Work item: Scan the data below and pick out the lines containing the word "else".

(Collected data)
[Start of section]
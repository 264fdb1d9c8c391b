use std::time::Duration;

use reqwest::multipart::{Form, Part};
use serde::Deserialize;

use fatura_core::{ErrorKind, ErrorReport, InvoiceExtractionResult, InvoiceFile, UploadId};
use fatura_logging::fatura_debug;

/// Fallback when no diagnostic text is available at all.
const GENERIC_FAILURE: &str = "error processing invoice";

#[derive(Debug, Clone)]
pub struct UploadSettings {
    /// Full extraction endpoint URL.
    pub endpoint: String,
    pub connect_timeout: Duration,
    pub request_timeout: Duration,
}

impl Default for UploadSettings {
    fn default() -> Self {
        Self {
            endpoint: "http://localhost:8080/api/process-invoice/".to_string(),
            connect_timeout: Duration::from_secs(10),
            request_timeout: Duration::from_secs(30),
        }
    }
}

#[async_trait::async_trait]
pub trait Uploader: Send + Sync {
    async fn upload(
        &self,
        upload_id: UploadId,
        file: &InvoiceFile,
    ) -> Result<InvoiceExtractionResult, ErrorReport>;
}

#[derive(Debug, Clone)]
pub struct ReqwestUploader {
    settings: UploadSettings,
}

impl ReqwestUploader {
    pub fn new(settings: UploadSettings) -> Self {
        Self { settings }
    }

    fn build_client(&self) -> Result<reqwest::Client, ErrorReport> {
        reqwest::Client::builder()
            .connect_timeout(self.settings.connect_timeout)
            .timeout(self.settings.request_timeout)
            .build()
            .map_err(|err| ErrorReport::new(ErrorKind::Unknown, or_generic(err.to_string())))
    }
}

#[async_trait::async_trait]
impl Uploader for ReqwestUploader {
    async fn upload(
        &self,
        upload_id: UploadId,
        file: &InvoiceFile,
    ) -> Result<InvoiceExtractionResult, ErrorReport> {
        let client = self.build_client()?;

        let part = Part::bytes(file.bytes.clone())
            .file_name(file.file_name.clone())
            .mime_str(&file.media_type)
            .map_err(|err| ErrorReport::new(ErrorKind::Unknown, or_generic(err.to_string())))?;
        let form = Form::new().part("file", part);

        fatura_debug!(
            "upload {} posting {} ({} bytes) to {}",
            upload_id,
            file.file_name,
            file.bytes.len(),
            self.settings.endpoint
        );

        let response = client
            .post(&self.settings.endpoint)
            .multipart(form)
            .send()
            .await
            .map_err(map_transport_error)?;

        let status = response.status();
        if !status.is_success() {
            let body = response.text().await.ok();
            return Err(rejection_report(status, body.as_deref()));
        }

        response
            .json::<InvoiceExtractionResult>()
            .await
            .map_err(map_transport_error)
    }
}

/// Classification for failures without a usable server payload, checked in
/// order: the client-side timeout fires before any response exists, then an
/// unreachable server, then everything else.
fn map_transport_error(err: reqwest::Error) -> ErrorReport {
    if err.is_timeout() {
        return ErrorReport::new(ErrorKind::Timeout, err.to_string());
    }
    if err.is_connect() {
        return ErrorReport::new(ErrorKind::NetworkUnavailable, err.to_string());
    }
    ErrorReport::new(ErrorKind::Unknown, or_generic(err.to_string()))
}

/// Non-2xx response: a JSON body carrying `detail` or `error` is an
/// application-level rejection; otherwise all we have is the status line.
fn rejection_report(status: reqwest::StatusCode, body: Option<&str>) -> ErrorReport {
    if let Some(message) = body.and_then(application_error) {
        return ErrorReport::new(ErrorKind::ServerRejected, message);
    }
    ErrorReport::new(ErrorKind::Unknown, or_generic(status.to_string()))
}

#[derive(Deserialize)]
struct ErrorBody {
    #[serde(default)]
    detail: Option<String>,
    #[serde(default)]
    error: Option<String>,
}

/// First non-empty of `detail`/`error` from a JSON error body, if any.
fn application_error(body: &str) -> Option<String> {
    let parsed: ErrorBody = serde_json::from_str(body).ok()?;
    [parsed.detail, parsed.error]
        .into_iter()
        .flatten()
        .find(|message| !message.trim().is_empty())
}

fn or_generic(message: String) -> String {
    if message.trim().is_empty() {
        GENERIC_FAILURE.to_string()
    } else {
        message
    }
}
[End of section]
Reply to the exercise:
/// unreachable server, then everything else.
    } else {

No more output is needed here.